Stored entries:
━━━

use tracing::{debug, trace};

use crate::modules::animal::{AgentId, DeathReason, Species};
use crate::modules::config::PredationMode;
use crate::modules::tick::Event;
use crate::modules::tile::Position;
use crate::modules::world::{TileQuery, World};

/// What an animal settled on for its turn, in priority order.
#[derive(Clone, Copy, Debug, PartialEq, Eq)]
pub enum Decision {
    Flee(Position),
    GiveBirth(Position),
    Hunt(Position),
    Graze(Position),
    Wander(Position),
    Stay,
}

impl Decision {
    pub const fn label(&self) -> &'static str {
        match self {
            Decision::Flee(_) => "flee",
            Decision::GiveBirth(_) => "give_birth",
            Decision::Hunt(_) => "hunt",
            Decision::Graze(_) => "graze",
            Decision::Wander(_) => "wander",
            Decision::Stay => "stay",
        }
    }
}

/// Percent chance that an owl of `owl_speed` catches prey of `prey_speed`
/// outright.
///
/// Deterministic mode is a plain speed comparison. Probabilistic mode rolls
/// against `round(100 * owl / prey)` percent, capped at 100.
pub fn catch_chance(mode: PredationMode, owl_speed: u32, prey_speed: u32) -> u32 {
    match mode {
        PredationMode::Deterministic => {
            if prey_speed <= owl_speed {
                100
            } else {
                0
            }
        }
        PredationMode::Probabilistic => {
            let ratio = 100.0 * owl_speed as f64 / prey_speed.max(1) as f64;
            (ratio.round() as u32).min(100)
        }
    }
}

impl World {
    /// Shared turn prologue. Returns the agent's position if it lives to act
    /// this turn, after its clocks have advanced.
    fn begin_turn(&mut self, agent_id: AgentId) -> Option<Position> {
        let animal = self.animals.get(&agent_id)?;
        if animal.has_moved {
            return None;
        }
        if let Some(reason) = animal.natural_death() {
            self.kill(agent_id, reason);
            return None;
        }
        let animal = self.animal_mut(agent_id);
        animal.advance_clocks();
        Some(animal.position)
    }

    fn end_turn(&mut self, agent_id: AgentId, decision: Decision) {
        trace!(agent_id, decision = decision.label(), "turn");
        if let Some(animal) = self.animals.get_mut(&agent_id) {
            animal.has_moved = true;
        }
    }

    /// A mouse's full turn: flee, give birth, graze, then wander.
    /// Does nothing if the mouse is gone or has already acted this tick.
    pub(crate) fn mouse_turn(&mut self, mouse_id: AgentId) {
        let Some(position) = self.begin_turn(mouse_id) else {
            return;
        };
        let decision = self.decide_mouse(mouse_id, position);
        match decision {
            Decision::Flee(dest) | Decision::Graze(dest) | Decision::Wander(dest) => {
                self.move_animal(mouse_id, dest);
            }
            Decision::GiveBirth(dest) => self.give_birth(mouse_id, dest),
            Decision::Hunt(_) | Decision::Stay => {}
        }
        self.end_turn(mouse_id, decision);
    }

    fn decide_mouse(&mut self, mouse_id: AgentId, position: Position) -> Decision {
        let hood = self.neighborhood(position);
        let empty = self.select(&hood, mouse_id, TileQuery::Empty);

        let threatened = !self.select(&hood, mouse_id, TileQuery::Owl).is_empty();
        if threatened {
            if let Some(&dest) = empty.first() {
                return Decision::Flee(dest);
            }
        }

        let ready = self
            .animal(mouse_id)
            .is_some_and(|mouse| mouse.ready_to_give_birth());
        if ready {
            if let Some(&dest) = empty.first() {
                return Decision::GiveBirth(dest);
            }
        }

        if let Some(&dest) = self.select(&hood, mouse_id, TileQuery::Grass).first() {
            return Decision::Graze(dest);
        }
        match self.select(&hood, mouse_id, TileQuery::Open).first() {
            Some(&dest) => Decision::Wander(dest),
            None => Decision::Stay,
        }
    }

    /// An owl's full turn: give birth, hunt, then wander to an empty tile.
    pub(crate) fn owl_turn(&mut self, owl_id: AgentId) {
        let Some(position) = self.begin_turn(owl_id) else {
            return;
        };
        let decision = self.decide_owl(owl_id, position);
        match decision {
            Decision::GiveBirth(dest) => self.give_birth(owl_id, dest),
            Decision::Hunt(target) => self.hunt(owl_id, target),
            Decision::Wander(dest) => self.move_animal(owl_id, dest),
            Decision::Flee(_) | Decision::Graze(_) | Decision::Stay => {}
        }
        self.end_turn(owl_id, decision);
    }

    fn decide_owl(&mut self, owl_id: AgentId, position: Position) -> Decision {
        let hood = self.neighborhood(position);

        let ready = self
            .animal(owl_id)
            .is_some_and(|owl| owl.ready_to_give_birth());
        if ready {
            if let Some(&dest) = self.select(&hood, owl_id, TileQuery::Empty).first() {
                return Decision::GiveBirth(dest);
            }
        }

        let mut prey = self.select(&hood, owl_id, TileQuery::Mouse);
        if self.config.target_slow_prey {
            // Stable, so equal speeds keep their shuffled order.
            prey.sort_by_key(|pos| self.speed_at(*pos));
        }
        if let Some(&target) = prey.first() {
            return Decision::Hunt(target);
        }

        // Owls only stay put when boxed in.
        match self.select(&hood, owl_id, TileQuery::Empty).first() {
            Some(&dest) => Decision::Wander(dest),
            None => Decision::Stay,
        }
    }

    fn speed_at(&self, position: Position) -> u32 {
        self.tile(position)
            .and_then(|tile| tile.occupant())
            .and_then(|id| self.animal(id))
            .map_or(u32::MAX, |animal| animal.speed)
    }

    /// Resolves an attack on the mouse at `target`. A prey that is not
    /// caught outright gets its own turn first; if it is still on the tile
    /// afterwards it is caught anyway. The owl ends on `target` unless the
    /// tile was somehow taken by another agent.
    fn hunt(&mut self, owl_id: AgentId, target: Position) {
        let Some(prey_id) = self.tile(target).and_then(|tile| tile.occupant()) else {
            return;
        };
        let (owl_speed, prey_speed) = match (self.animal(owl_id), self.animal(prey_id)) {
            (Some(owl), Some(prey)) if prey.species == Species::Mouse => (owl.speed, prey.speed),
            _ => return,
        };

        let chance = catch_chance(self.config.predation, owl_speed, prey_speed);
        let caught_outright = match self.config.predation {
            PredationMode::Deterministic => chance == 100,
            PredationMode::Probabilistic => self.rng.percent() <= chance,
        };

        if caught_outright {
            self.eat(owl_id, prey_id);
        } else {
            self.mouse_turn(prey_id);
            let still_there = self
                .tile(target)
                .is_some_and(|tile| tile.occupant() == Some(prey_id));
            if still_there {
                self.eat(owl_id, prey_id);
            } else if self.animals.contains_key(&prey_id) {
                debug!(owl = owl_id, mouse = prey_id, owl_speed, prey_speed, "prey escaped");
                self.events.push(Event::PreyEscaped {
                    owl: owl_id,
                    mouse: prey_id,
                });
            }
        }

        if self.tile(target).is_some_and(|tile| tile.is_open_for(owl_id)) {
            self.move_animal(owl_id, target);
        }
    }

    fn eat(&mut self, owl_id: AgentId, prey_id: AgentId) {
        if self.kill(prey_id, DeathReason::Predation { by: owl_id }) {
            self.animal_mut(owl_id).feed();
        }
    }

    /// Delivers the mother's litter of one onto `dest`.
    fn give_birth(&mut self, mother_id: AgentId, dest: Position) {
        let Some((species, parents)) = self
            .animals
            .get_mut(&mother_id)
            .and_then(|mother| Some((mother.species, mother.deliver()?)))
        else {
            return;
        };
        self.spawn(species, dest, Some(&parents));
    }
}

#[cfg(test)]
mod tests {
    use super::*;
    use crate::modules::animal::Sex;
    use crate::modules::config::SimConfig;

    fn scenario(mode: PredationMode) -> World {
        let mut config = SimConfig {
            seed: Some(3),
            dimension: 7,
            start_mid_simulation: false,
            predation: mode,
            ..SimConfig::default()
        };
        config.mice.count = 0;
        config.owls.count = 0;
        config.mice.hunger_threshold = 1_000;
        config.owls.hunger_threshold = 1_000;
        World::empty(config).unwrap()
    }

    #[test]
    fn catch_chance_matches_modes() {
        assert_eq!(catch_chance(PredationMode::Deterministic, 50, 50), 100);
        assert_eq!(catch_chance(PredationMode::Deterministic, 49, 50), 0);
        assert_eq!(catch_chance(PredationMode::Probabilistic, 25, 100), 25);
        assert_eq!(catch_chance(PredationMode::Probabilistic, 100, 30), 100);
        assert_eq!(catch_chance(PredationMode::Probabilistic, 1, 3), 33);
    }

    #[test]
    fn starving_mouse_dies_before_acting() {
        let mut world = scenario(PredationMode::Deterministic);
        let mouse = world.place(Species::Mouse, Position::new(3, 3), None).unwrap();
        world.animal_mut(mouse).time_since_fed = 1_000;

        world.mouse_turn(mouse);

        assert!(world.animal(mouse).is_none());
        assert!(world.last_events().iter().any(|e| matches!(
            e,
            Event::Died {
                reason: DeathReason::Starvation,
                ..
            }
        )));
    }

    #[test]
    fn mouse_flees_adjacent_owl() {
        let mut world = scenario(PredationMode::Deterministic);
        let mouse = world.place(Species::Mouse, Position::new(3, 3), None).unwrap();
        world.place(Species::Owl, Position::new(3, 4), None).unwrap();

        world.mouse_turn(mouse);

        let pos = world.animal(mouse).unwrap().position();
        assert_ne!(pos, Position::new(3, 3));
        assert_ne!(pos, Position::new(3, 4));
        assert!(world.animal(mouse).unwrap().has_moved());
    }

    #[test]
    fn cornered_mouse_stays_put() {
        let mut world = scenario(PredationMode::Deterministic);
        let mouse = world.place(Species::Mouse, Position::new(0, 0), None).unwrap();
        world.place(Species::Owl, Position::new(0, 1), None).unwrap();
        world.place(Species::Owl, Position::new(1, 0), None).unwrap();

        world.mouse_turn(mouse);

        assert_eq!(world.animal(mouse).unwrap().position(), Position::new(0, 0));
    }

    #[test]
    fn grazing_mouse_eats() {
        let mut world = scenario(PredationMode::Deterministic);
        let mouse = world.place(Species::Mouse, Position::new(3, 3), None).unwrap();
        world.animal_mut(mouse).time_since_fed = 4;

        world.mouse_turn(mouse);

        let animal = world.animal(mouse).unwrap();
        assert_ne!(animal.position(), Position::new(3, 3));
        assert_eq!(animal.time_since_fed(), 0);
        assert!(!world.tile(animal.position()).unwrap().has_grass());
    }

    #[test]
    fn mouse_acts_once_per_tick() {
        let mut world = scenario(PredationMode::Deterministic);
        let mouse = world.place(Species::Mouse, Position::new(3, 3), None).unwrap();
        world.mouse_turn(mouse);
        let after_first = world.animal(mouse).unwrap().clone();
        world.mouse_turn(mouse);
        assert_eq!(world.animal(mouse).unwrap(), &after_first);
    }

    #[test]
    fn slower_prey_is_eaten() {
        let mut world = scenario(PredationMode::Deterministic);
        let mouse = world.place(Species::Mouse, Position::new(3, 3), Some(25)).unwrap();
        let owl = world.place(Species::Owl, Position::new(3, 4), Some(50)).unwrap();
        world.animal_mut(owl).time_since_fed = 7;

        world.owl_turn(owl);

        assert!(world.animal(mouse).is_none());
        let owl = world.animal(owl).unwrap();
        assert_eq!(owl.position(), Position::new(3, 3));
        assert_eq!(owl.time_since_fed(), 0);
    }

    #[test]
    fn faster_prey_escapes_by_fleeing() {
        let mut world = scenario(PredationMode::Deterministic);
        let mouse = world.place(Species::Mouse, Position::new(3, 3), Some(50)).unwrap();
        let owl = world.place(Species::Owl, Position::new(3, 4), Some(25)).unwrap();

        world.owl_turn(owl);

        let prey = world.animal(mouse).unwrap();
        assert!(prey.has_moved());
        assert_ne!(prey.position(), Position::new(3, 3));
        assert_ne!(prey.position(), Position::new(3, 4));
        assert_eq!(world.animal(owl).unwrap().position(), Position::new(3, 3));
        assert!(world
            .last_events()
            .iter()
            .any(|e| matches!(e, Event::PreyEscaped { .. })));
    }

    #[test]
    fn cornered_fast_prey_is_still_caught() {
        let mut world = scenario(PredationMode::Deterministic);
        let mouse = world.place(Species::Mouse, Position::new(0, 0), Some(90)).unwrap();
        let owl = world.place(Species::Owl, Position::new(0, 1), Some(10)).unwrap();
        world.place(Species::Owl, Position::new(1, 0), Some(10)).unwrap();

        world.owl_turn(owl);

        assert!(world.animal(mouse).is_none());
        assert_eq!(world.animal(owl).unwrap().position(), Position::new(0, 0));
    }

    #[test]
    fn idle_owl_always_leaves_its_tile() {
        let mut world = scenario(PredationMode::Deterministic);
        let owl = world.place(Species::Owl, Position::new(3, 3), None).unwrap();
        for _ in 0..20 {
            let before = world.animal(owl).unwrap().position();
            world.owl_turn(owl);
            assert_ne!(world.animal(owl).unwrap().position(), before);
            world.animal_mut(owl).has_moved = false;
        }
    }

    #[test]
    fn slow_prey_targeting_picks_slowest() {
        let mut world = scenario(PredationMode::Deterministic);
        world.config.target_slow_prey = true;
        let fast = world.place(Species::Mouse, Position::new(3, 2), Some(5)).unwrap();
        let slow = world.place(Species::Mouse, Position::new(3, 4), Some(2)).unwrap();
        let owl = world.place(Species::Owl, Position::new(3, 3), Some(50)).unwrap();

        world.owl_turn(owl);

        assert!(world.animal(slow).is_none());
        assert!(world.animal(fast).is_some());
    }

    #[test]
    fn pregnant_owl_gives_birth_before_hunting() {
        let mut world = scenario(PredationMode::Deterministic);
        let mother = world.place(Species::Owl, Position::new(3, 3), Some(30)).unwrap();
        let mouse = world.place(Species::Mouse, Position::new(3, 4), Some(1)).unwrap();
        world.set_sex(mother, Sex::Female);
        let duration = world.animal(mother).unwrap().limits().pregnancy_duration;
        {
            let owl = world.animal_mut(mother);
            owl.conceive(crate::modules::animal::Mate { id: 77, speed: 50 });
            owl.time_pregnant = duration - 1;
        }

        world.owl_turn(mother);

        assert_eq!(world.owls().len(), 2);
        assert!(world.animal(mouse).is_some());
        assert!(!world.animal(mother).unwrap().is_pregnant());
        let child = world.owls()[1];
        let speed = world.animal(child).unwrap().speed();
        assert!((32..=48).contains(&speed), "inherited speed {speed}");
        assert!(world.last_events().iter().any(|e| matches!(
            e,
            Event::Born { mother: m, father: 77, .. } if *m == mother
        )));
    }
}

━━━

> [Work item]: Count the lines in the records above that contain "child". Reply with the number only.

> [Solved exercise]: 2